/// Finds a root of `f` within `[lo, hi]`, where `f(lo)` and `f(hi)` must
/// have opposite signs, to within `tolerance` on the bracket width.
///
/// Classic Brent's method: bisection guarded secant/inverse-quadratic
/// interpolation, guaranteed to converge whenever the initial bracket is
/// valid.
///
/// # Panics
///
/// Panics if `f(lo)` and `f(hi)` have the same sign.
pub(crate) fn find_root<F>(mut f: F, lo: f64, hi: f64, tolerance: f64, max_iterations: usize) -> f64
where
    F: FnMut(f64) -> f64,
{
    let mut a = lo;
    let mut b = hi;
    let mut fa = f(a);
    let mut fb = f(b);
    assert!(fa * fb <= 0.0, "brent: root is not bracketed by [{lo}, {hi}]");

    if fa.abs() < fb.abs() {
        std::mem::swap(&mut a, &mut b);
        std::mem::swap(&mut fa, &mut fb);
    }

    let mut c = a;
    let mut fc = fa;
    let mut mflag = true;
    let mut d = a;
    let mut s = b;

    for _ in 0..max_iterations {
        if fb == 0.0 || (b - a).abs() < tolerance {
            return b;
        }

        s = if fa != fc && fb != fc {
            // Inverse quadratic interpolation.
            a * fb * fc / ((fa - fb) * (fa - fc))
                + b * fa * fc / ((fb - fa) * (fb - fc))
                + c * fa * fb / ((fc - fa) * (fc - fb))
        } else {
            // Secant.
            b - fb * (b - a) / (fb - fa)
        };

        let bisection_mid = (3.0 * a + b) / 4.0;
        let out_of_range = (s < bisection_mid && s < b) || (s > bisection_mid && s > b);
        let step_too_small = mflag && (s - b).abs() >= (b - c).abs() / 2.0
            || !mflag && (s - b).abs() >= (c - d).abs() / 2.0;

        if out_of_range || step_too_small {
            s = (a + b) / 2.0;
            mflag = true;
        } else {
            mflag = false;
        }

        let fs = f(s);
        d = c;
        c = b;
        fc = fb;

        if fa * fs < 0.0 {
            b = s;
            fb = fs;
        } else {
            a = s;
            fa = fs;
        }

        if fa.abs() < fb.abs() {
            std::mem::swap(&mut a, &mut b);
            std::mem::swap(&mut fa, &mut fb);
        }
    }
    let _ = d;
    log::warn!(
        "brent::find_root exhausted {max_iterations} iterations without reaching tolerance {tolerance}; \
         returning best-effort root {s} (remaining bracket width {})",
        (b - a).abs()
    );
    s
}

#[cfg(test)]
mod tests {
    use super::*;
    use approx::assert_abs_diff_eq;

    #[test]
    fn finds_root_of_a_simple_cubic() {
        let root = find_root(|x| x * x * x - x - 2.0, 1.0, 2.0, 1e-12, 100);
        assert_abs_diff_eq!(root, 1.521379706804568, epsilon = 1e-9);
    }

    #[test]
    fn finds_root_of_a_linear_function() {
        let root = find_root(|x| 2.0 * x - 3.0, 0.0, 10.0, 1e-12, 100);
        assert_abs_diff_eq!(root, 1.5, epsilon = 1e-9);
    }
}
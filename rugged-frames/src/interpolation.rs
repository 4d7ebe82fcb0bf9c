use chrono::{DateTime, Utc};
use nalgebra::{UnitQuaternion, Vector3};

/// Which time derivatives of a sampled position are trusted to build the
/// dense position grid (spec §4.5/§6).
#[derive(Debug, Clone, Copy, PartialEq, Eq)]
pub enum CartesianInterpolationFilter {
    /// Use sampled position only; velocity/acceleration are estimated by
    /// finite differences across neighboring samples.
    UseP,
    /// Use sampled position and velocity.
    UsePv,
    /// Use sampled position, velocity, and acceleration.
    UsePva,
}

/// Which time derivatives of a sampled orientation are trusted to build the
/// dense rotation grid.
#[derive(Debug, Clone, Copy, PartialEq, Eq)]
pub enum AngularInterpolationFilter {
    /// Use the sampled rotation only.
    UseR,
    /// Use the sampled rotation and its rate.
    UseRr,
    /// Use the sampled rotation, rate, and rate of rate.
    UseRra,
}

/// One sampled ephemeris point: a spacecraft (or body) position at a date,
/// with as much derivative information as the caller has on hand.
#[derive(Debug, Clone, Copy)]
pub struct CartesianSample {
    /// Sample date.
    pub date: DateTime<Utc>,
    /// Position, meters.
    pub position: Vector3<f64>,
    /// Velocity, m/s. Ignored when the filter is [`CartesianInterpolationFilter::UseP`].
    pub velocity: Vector3<f64>,
    /// Acceleration, m/s². Ignored unless the filter is
    /// [`CartesianInterpolationFilter::UsePva`].
    pub acceleration: Vector3<f64>,
}

/// One sampled attitude point: an orientation at a date, with as much
/// derivative information as the caller has on hand.
#[derive(Debug, Clone, Copy)]
pub struct AngularSample {
    /// Sample date.
    pub date: DateTime<Utc>,
    /// Rotation.
    pub rotation: UnitQuaternion<f64>,
    /// Rotation rate, rad/s. Ignored when the filter is
    /// [`AngularInterpolationFilter::UseR`].
    pub rotation_rate: Vector3<f64>,
    /// Rotation acceleration, rad/s². Ignored unless the filter is
    /// [`AngularInterpolationFilter::UseRra`].
    pub rotation_acceleration: Vector3<f64>,
}
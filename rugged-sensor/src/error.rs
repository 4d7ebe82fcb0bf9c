use thiserror::Error;

/// Failure modes scoped to sensor line/pixel geometry.
#[derive(Debug, Error)]
pub enum SensorError {
    /// A sensor's configured line range is empty or inverted.
    #[error("invalid line range [{min_line}, {max_line}]")]
    InvalidRangeForLines {
        /// Configured minimum line.
        min_line: f64,
        /// Configured maximum line.
        max_line: f64,
    },

    /// A tabulated datation or LOS model's step between samples is zero or
    /// negative.
    #[error("invalid step {step} between tabulated samples")]
    InvalidStep {
        /// The offending step.
        step: f64,
    },

    /// Inverse location converged on a line outside the sensor's declared
    /// range.
    #[error("ground point crossing line {line} is outside range [{min_line}, {max_line}]")]
    GroundPointOutOfLineRange {
        /// The line the solver converged to.
        line: f64,
        /// Configured minimum line.
        min_line: f64,
        /// Configured maximum line.
        max_line: f64,
    },

    /// A ray/ellipsoid geometry computation propagated from `rugged-ellipsoid`.
    #[error(transparent)]
    Geometry(#[from] rugged_ellipsoid::GeometryError),

    /// A frame transform query propagated from `rugged-frames`.
    #[error(transparent)]
    Frames(#[from] rugged_frames::FramesError),
}
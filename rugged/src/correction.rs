use nalgebra::Vector3;

/// Classical (non-relativistic) aberration of light.
///
/// Given the observed line of sight `l_obs` (incoming photon direction) and
/// the spacecraft's inertial velocity `v_sat`, returns the corrected line
/// of sight `l' = (k/c) l_obs - v_sat/c`, where `k` is the positive root of
/// `a k^2 - 2 b k - c_ = 0` with `a = |l_obs|^2`, `b = l_obs . v_sat`,
/// `c_ = |v_sat|^2 - c^2`.
///
/// Uses the numerically stable root selection (`k = -c_/(s+b)` when `b >
/// 0`, else `(s-b)/a`) to avoid cancellation when `b` is small.
pub fn aberration_of_light(l_obs: Vector3<f64>, v_sat: Vector3<f64>, c: f64) -> Vector3<f64> {
    let a = l_obs.norm_squared();
    let b = l_obs.dot(&v_sat);
    let c_ = v_sat.norm_squared() - c * c;
    let s = (b * b - a * c_).sqrt();
    let k = if b > 0.0 { -c_ / (s + b) } else { (s - b) / a };
    (k / c) * l_obs - v_sat / c
}

#[cfg(test)]
mod tests {
    use super::*;
    use approx::assert_abs_diff_eq;
    use rugged_ellipsoid::SPEED_OF_LIGHT as C;

    #[test]
    fn zero_velocity_leaves_los_direction_unchanged_up_to_scale() {
        let l_obs = Vector3::new(0.0, 0.0, 1.0);
        let corrected = aberration_of_light(l_obs, Vector3::zeros(), C);
        let normalized = corrected.normalize();
        assert_abs_diff_eq!(normalized.z, 1.0, epsilon = 1e-9);
    }

    #[test]
    fn small_velocity_produces_a_small_correction() {
        let l_obs = Vector3::new(0.0, 0.0, 1.0);
        let v_sat = Vector3::new(7500.0, 0.0, 0.0);
        let corrected = aberration_of_light(l_obs, v_sat, C);
        let deflection = (corrected.normalize() - l_obs).norm();
        assert!(deflection > 0.0 && deflection < 1e-3);
    }
}
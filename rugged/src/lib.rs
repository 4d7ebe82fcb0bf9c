#![deny(missing_docs)]
#![cfg_attr(not(doctest), doc = include_str!("../README.md"))]

pub use crate::{
    builder::{IntersectionAlgorithmKind, RuggedBuilder},
    dumper::{Dumper, TextDumper},
    error::RuggedError,
    replay::{ReplayReader, ReplayedCall},
    rugged::Rugged,
};
pub use rugged_dem;
pub use rugged_ellipsoid;
pub use rugged_frames;
pub use rugged_sensor;

mod builder;
mod correction;
mod dumper;
mod error;
mod replay;
#[allow(clippy::module_inception)]
mod rugged;
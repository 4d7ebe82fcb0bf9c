use chrono::{DateTime, Utc};
use nalgebra::Vector3;

use crate::error::SensorError;

/// Line of sight tabulated per pixel, constant in time (no thermo-elastic
/// or pointing-drift model).
pub struct TabulatedLos {
    directions: Vec<Vector3<f64>>,
}

impl TabulatedLos {
    /// Builds a tabulated LOS model from one direction per pixel. Each
    /// direction is normalized.
    ///
    /// # Errors
    ///
    /// Returns [`SensorError::InvalidStep`] if fewer than one direction is
    /// given or any direction has zero norm.
    pub fn new(directions: &[Vector3<f64>]) -> Result<Self, SensorError> {
        if directions.is_empty() {
            return Err(SensorError::InvalidStep { step: 0.0 });
        }
        let mut normalized = Vec::with_capacity(directions.len());
        for d in directions {
            let norm = d.norm();
            if norm == 0.0 {
                return Err(SensorError::InvalidStep { step: 0.0 });
            }
            normalized.push(d / norm);
        }
        Ok(Self { directions: normalized })
    }

    fn bracket(&self, pixel: f64) -> (usize, usize, f64) {
        let last = self.directions.len() - 1;
        if pixel <= 0.0 || last == 0 {
            return (0, 0, 0.0);
        }
        if pixel >= last as f64 {
            return (last, last, 0.0);
        }
        let lo = pixel.floor() as usize;
        (lo, lo + 1, pixel - lo as f64)
    }
}

impl TabulatedLos {
    /// Unit viewing direction for `pixel` at `date`, in the sensor frame.
    pub fn los(&self, pixel: f64, _date: DateTime<Utc>) -> Vector3<f64> {
        let (lo, hi, s) = self.bracket(pixel);
        if lo == hi {
            return self.directions[lo];
        }
        let blended = self.directions[lo].lerp(&self.directions[hi], s);
        blended.normalize()
    }

    /// Number of pixels this model covers.
    pub fn pixel_count(&self) -> usize {
        self.directions.len()
    }
}

/// Line of sight given by a per-axis polynomial in pixel number, constant
/// in time. Coefficients run from the constant term up (`c0 + c1 p + c2 p^2
/// + ...`), one series per axis.
pub struct PolynomialLos {
    coefficients: [Vec<f64>; 3],
    pixel_count: usize,
}

impl PolynomialLos {
    /// Builds a polynomial LOS model valid over `pixel_count` pixels
    /// (pixels numbered `0..pixel_count`).
    ///
    /// # Errors
    ///
    /// Returns [`SensorError::InvalidStep`] if `pixel_count` is zero.
    pub fn new(coefficients: [Vec<f64>; 3], pixel_count: usize) -> Result<Self, SensorError> {
        if pixel_count == 0 {
            return Err(SensorError::InvalidStep { step: 0.0 });
        }
        Ok(Self { coefficients, pixel_count })
    }

    fn evaluate(series: &[f64], pixel: f64) -> f64 {
        let mut acc = 0.0;
        let mut p = 1.0;
        for c in series {
            acc += c * p;
            p *= pixel;
        }
        acc
    }
}

impl PolynomialLos {
    /// Unit viewing direction for `pixel` at `date`, in the sensor frame.
    pub fn los(&self, pixel: f64, _date: DateTime<Utc>) -> Vector3<f64> {
        let v = Vector3::new(
            Self::evaluate(&self.coefficients[0], pixel),
            Self::evaluate(&self.coefficients[1], pixel),
            Self::evaluate(&self.coefficients[2], pixel),
        );
        v.normalize()
    }

    /// Number of pixels this model covers.
    pub fn pixel_count(&self) -> usize {
        self.pixel_count
    }
}

/// Which concrete line-of-sight model a [`crate::LineSensor`] uses.
///
/// A tagged enum rather than `Box<dyn Trait>`, matching
/// [`crate::LineDatationKind`]'s rationale: a small closed set of models,
/// called once per located pixel.
pub enum TimeDependentLosKind {
    /// Per-pixel tabulated, time-invariant directions.
    Tabulated(TabulatedLos),
    /// Per-axis polynomial-in-pixel, time-invariant directions.
    Polynomial(PolynomialLos),
}

impl TimeDependentLosKind {
    /// Unit viewing direction for `pixel` at `date`, in the sensor frame.
    pub fn los(&self, pixel: f64, date: DateTime<Utc>) -> Vector3<f64> {
        match self {
            Self::Tabulated(m) => m.los(pixel, date),
            Self::Polynomial(m) => m.los(pixel, date),
        }
    }

    /// Number of pixels this model covers.
    pub fn pixel_count(&self) -> usize {
        match self {
            Self::Tabulated(m) => m.pixel_count(),
            Self::Polynomial(m) => m.pixel_count(),
        }
    }
}

impl From<TabulatedLos> for TimeDependentLosKind {
    fn from(m: TabulatedLos) -> Self {
        Self::Tabulated(m)
    }
}

impl From<PolynomialLos> for TimeDependentLosKind {
    fn from(m: PolynomialLos) -> Self {
        Self::Polynomial(m)
    }
}

#[cfg(test)]
mod tests {
    use super::*;
    use approx::assert_abs_diff_eq;

    fn t0() -> DateTime<Utc> {
        "2020-01-01T00:00:00Z".parse().unwrap()
    }

    #[test]
    fn tabulated_los_interpolates_between_pixels() {
        let los = TabulatedLos::new(&[
            Vector3::new(0.0, 0.0, 1.0),
            Vector3::new(0.1, 0.0, 1.0),
            Vector3::new(0.2, 0.0, 1.0),
        ])
        .unwrap();
        let mid = los.los(0.5, t0());
        assert_abs_diff_eq!(mid.norm(), 1.0, epsilon = 1e-12);
        assert!(mid.x > 0.0 && mid.x < 0.1);
    }

    #[test]
    fn polynomial_los_is_normalized() {
        let los = PolynomialLos::new(
            [vec![0.0, 0.001], vec![0.0], vec![1.0]],
            2000,
        )
        .unwrap();
        let v = los.los(500.0, t0());
        assert_abs_diff_eq!(v.norm(), 1.0, epsilon = 1e-12);
    }
}
use std::{
    num::NonZeroUsize,
    sync::{
        atomic::{AtomicUsize, Ordering},
        Arc, Mutex,
    },
};

use lru::LruCache;
use log::debug;

use crate::{
    error::DemError,
    indexed_tile::IndexedTile,
    store::CellStore,
    tile::{Tile, TileLocation},
    tile_updater::{TileUpdater, UpdatableTile},
};

#[derive(Clone, PartialEq, Eq, Hash)]
struct TileKey {
    min_lat: u64,
    min_lon: u64,
    lat_step: u64,
    lon_step: u64,
    rows: usize,
    cols: usize,
}

impl TileKey {
    fn from_tile(tile: &Tile) -> Self {
        Self {
            min_lat: tile.min_lat().to_bits(),
            min_lon: tile.min_lon().to_bits(),
            lat_step: tile.lat_step().to_bits(),
            lon_step: tile.lon_step().to_bits(),
            rows: tile.rows(),
            cols: tile.cols(),
        }
    }
}

/// Fixed-capacity LRU cache of [`Tile`]s, populated on demand by a
/// [`TileUpdater`] and stitching seams between neighboring tiles with
/// synthesized zipper tiles (§4.2).
pub struct TilesCache<U> {
    updater: U,
    capacity: usize,
    tiles: Mutex<LruCache<TileKey, Arc<IndexedTile>>>,
    allocations: AtomicUsize,
}

impl<U: TileUpdater> TilesCache<U> {
    /// Builds a cache with room for `capacity` tiles.
    ///
    /// # Panics
    ///
    /// Panics if `capacity` is zero.
    pub fn new(updater: U, capacity: usize) -> Self {
        let capacity_nz = NonZeroUsize::new(capacity).expect("cache capacity must be nonzero");
        Self {
            updater,
            capacity,
            tiles: Mutex::new(LruCache::new(capacity_nz)),
            allocations: AtomicUsize::new(0),
        }
    }

    /// Configured cache capacity.
    pub fn capacity(&self) -> usize {
        self.capacity
    }

    /// Number of tiles the `TileUpdater` has been asked to populate over
    /// this cache's lifetime. Exposed for the cache-eviction testable
    /// property (P6), which asserts this count stays flat under repeated
    /// in-window queries.
    pub fn allocation_count(&self) -> usize {
        self.allocations.load(Ordering::Relaxed)
    }

    /// Returns a tile covering `(lat, lon)`, interpolable at that point:
    /// either a cached/fetched raw tile when the query already sits in its
    /// interior, or a synthesized zipper tile when the query is within two
    /// cells of a tile border.
    pub fn get_tile(&self, lat: f64, lon: f64) -> Result<Arc<IndexedTile>, DemError> {
        let base = self.find_or_fetch(lat, lon)?;
        match base.location(lat, lon) {
            TileLocation::HasInterpolationNeighbors => Ok(base),
            loc => self.zipper(lat, lon, &base, loc),
        }
    }

    fn find_or_fetch(&self, lat: f64, lon: f64) -> Result<Arc<IndexedTile>, DemError> {
        {
            let mut tiles = self.tiles.lock().unwrap();
            let found = tiles.iter().find(|(_, t)| t.contains(lat, lon)).map(|(k, _)| k.clone());
            if let Some(key) = found {
                return Ok(tiles.get(&key).unwrap().clone());
            }
        }

        let mut out = UpdatableTile::new();
        self.updater.update_tile(lat, lon, &mut out);
        let tile = out.finish().map_err(|_| DemError::NoDemData { latitude: lat, longitude: lon })?;
        if !tile.contains(lat, lon) {
            return Err(DemError::NoDemData { latitude: lat, longitude: lon });
        }
        self.allocations.fetch_add(1, Ordering::Relaxed);
        debug!("DEM tile miss at ({lat}, {lon}); fetched new tile ({} x {})", tile.rows(), tile.cols());

        let key = TileKey::from_tile(&tile);
        let arc = Arc::new(IndexedTile::new(tile));
        let mut tiles = self.tiles.lock().unwrap();
        tiles.put(key, arc.clone());
        Ok(arc)
    }

    fn zipper(&self, lat: f64, lon: f64, base: &Arc<IndexedTile>, loc: TileLocation) -> Result<Arc<IndexedTile>, DemError> {
        if self.capacity < 9 {
            return Err(DemError::TileWithoutRequiredNeighborsSelected { needed: 9, capacity: self.capacity });
        }

        let needs_north = matches!(loc, TileLocation::North | TileLocation::NorthEast | TileLocation::NorthWest);
        let needs_south = matches!(loc, TileLocation::South | TileLocation::SouthEast | TileLocation::SouthWest);
        let needs_east = matches!(loc, TileLocation::East | TileLocation::NorthEast | TileLocation::SouthEast);
        let needs_west = matches!(loc, TileLocation::West | TileLocation::NorthWest | TileLocation::SouthWest);

        let lat_neighbor = if needs_north {
            Some(self.find_or_fetch(base.max_lat() + base.lat_step(), lon)?)
        } else if needs_south {
            Some(self.find_or_fetch(base.min_lat() - base.lat_step(), lon)?)
        } else {
            None
        };
        let lon_neighbor = if needs_east {
            Some(self.find_or_fetch(lat, base.max_lon() + base.lon_step())?)
        } else if needs_west {
            Some(self.find_or_fetch(lat, base.min_lon() - base.lon_step())?)
        } else {
            None
        };
        let corner_neighbor = match (&lat_neighbor, &lon_neighbor) {
            (Some(_), Some(_)) => {
                let lat_q = if needs_north { base.max_lat() + base.lat_step() } else { base.min_lat() - base.lat_step() };
                let lon_q = if needs_east { base.max_lon() + base.lon_step() } else { base.min_lon() - base.lon_step() };
                Some(self.find_or_fetch(lat_q, lon_q)?)
            }
            _ => None,
        };

        debug!("synthesizing zipper tile for ({lat}, {lon}), location {loc:?}");

        let lat_step_z = lat_neighbor.as_ref().map_or(base.lat_step(), |n| base.lat_step().min(n.lat_step()));
        let lon_step_z = lon_neighbor.as_ref().map_or(base.lon_step(), |n| base.lon_step().min(n.lon_step()));

        let seam_lat = if needs_north {
            base.max_lat()
        } else if needs_south {
            base.min_lat()
        } else {
            lat
        };
        let seam_lon = if needs_east {
            base.max_lon()
        } else if needs_west {
            base.min_lon()
        } else {
            lon
        };

        let min_lat_z = seam_lat - 2.0 * lat_step_z;
        let min_lon_z = seam_lon - 2.0 * lon_step_z;

        let vertical_split = needs_north || needs_south;
        let horizontal_split = needs_east || needs_west;

        let mut samples = Vec::with_capacity(16);
        for i in 0..4 {
            let lat_c = min_lat_z + i as f64 * lat_step_z;
            let row_is_north_half = i >= 2;
            for j in 0..4 {
                let lon_c = min_lon_z + j as f64 * lon_step_z;
                let col_is_east_half = j >= 2;

                let use_lat_neighbor = vertical_split && ((needs_north && row_is_north_half) || (needs_south && !row_is_north_half));
                let use_lon_neighbor = horizontal_split && ((needs_east && col_is_east_half) || (needs_west && !col_is_east_half));

                let source = match (use_lat_neighbor, use_lon_neighbor) {
                    (false, false) => base.tile(),
                    (true, false) => lat_neighbor.as_ref().unwrap().tile(),
                    (false, true) => lon_neighbor.as_ref().unwrap().tile(),
                    (true, true) => corner_neighbor.as_ref().unwrap().tile(),
                };

                samples.push(nearest_sample(source, lat_c, lon_c, lat_step_z, lon_step_z));
            }
        }

        let zipper_tile = Tile::new(min_lat_z, min_lon_z, lat_step_z, lon_step_z, 4, 4, CellStore::new(samples.into_boxed_slice()));
        Ok(Arc::new(IndexedTile::new(zipper_tile)))
    }
}

/// Samples `tile` at `(lat, lon)`.
///
/// Same-resolution seams (the tile's own step equals the zipper's step)
/// land exactly on one of `tile`'s rows/columns, so nearest-index rounding
/// is exact. Different-resolution (coarser) tiles are sampled by `floor`
/// index, matching the finer side's own rounding at the shared boundary
/// (§9 design note decision).
fn nearest_sample(tile: &Tile, lat: f64, lon: f64, lat_step_z: f64, lon_step_z: f64) -> f64 {
    let same_resolution = (tile.lat_step() - lat_step_z).abs() < 1e-15 && (tile.lon_step() - lon_step_z).abs() < 1e-15;
    let (i, j) = if same_resolution {
        let i = ((lat - tile.min_lat()) / tile.lat_step()).round() as isize;
        let j = ((lon - tile.min_lon()) / tile.lon_step()).round() as isize;
        (i, j)
    } else {
        let i = ((lat - tile.min_lat()) / tile.lat_step()).floor() as isize;
        let j = ((lon - tile.min_lon()) / tile.lon_step()).floor() as isize;
        (i, j)
    };
    let i = i.clamp(0, tile.rows() as isize - 1) as usize;
    let j = j.clamp(0, tile.cols() as isize - 1) as usize;
    tile.get(i, j)
}

#[cfg(test)]
mod tests {
    use super::*;

    struct GridUpdater {
        tile_size: f64,
        step: f64,
    }

    impl TileUpdater for GridUpdater {
        fn update_tile(&self, lat: f64, lon: f64, out: &mut UpdatableTile) {
            let min_lat = (lat / self.tile_size).floor() * self.tile_size;
            let min_lon = (lon / self.tile_size).floor() * self.tile_size;
            let n = (self.tile_size / self.step).round() as usize + 1;
            out.set_geometry(min_lat, min_lon, self.step, self.step, n, n);
            for i in 0..n {
                for j in 0..n {
                    out.set_elevation(i, j, (i + j) as f64);
                }
            }
        }
    }

    #[test]
    fn repeated_interior_queries_do_not_reallocate() {
        let cache = TilesCache::new(GridUpdater { tile_size: 1.0, step: 0.1 }, 9);
        cache.get_tile(0.5, 0.5).unwrap();
        for _ in 0..100 {
            cache.get_tile(0.5, 0.5).unwrap();
        }
        assert_eq!(cache.allocation_count(), 1);
    }

    #[test]
    fn zipper_requires_capacity_of_nine() {
        let cache = TilesCache::new(GridUpdater { tile_size: 1.0, step: 0.1 }, 4);
        // A query right at the tile's north edge triggers zipper synthesis.
        let err = cache.get_tile(0.999_999, 0.5);
        assert!(err.is_err());
    }

    #[test]
    fn evicting_a_tile_triggers_refetch() {
        let cache = TilesCache::new(GridUpdater { tile_size: 1.0, step: 0.1 }, 1);
        cache.get_tile(0.5, 0.5).unwrap();
        cache.get_tile(5.5, 5.5).unwrap(); // different tile, evicts the first
        assert_eq!(cache.allocation_count(), 2);
        cache.get_tile(0.5, 0.5).unwrap(); // re-fetch
        assert_eq!(cache.allocation_count(), 3);
    }
}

┄┄┄┄┄┄

Instructions to follow ::
Only lines that include "deflection" are counted here. Give their number for the records above and add nothing.

Answer to this exercise ::
2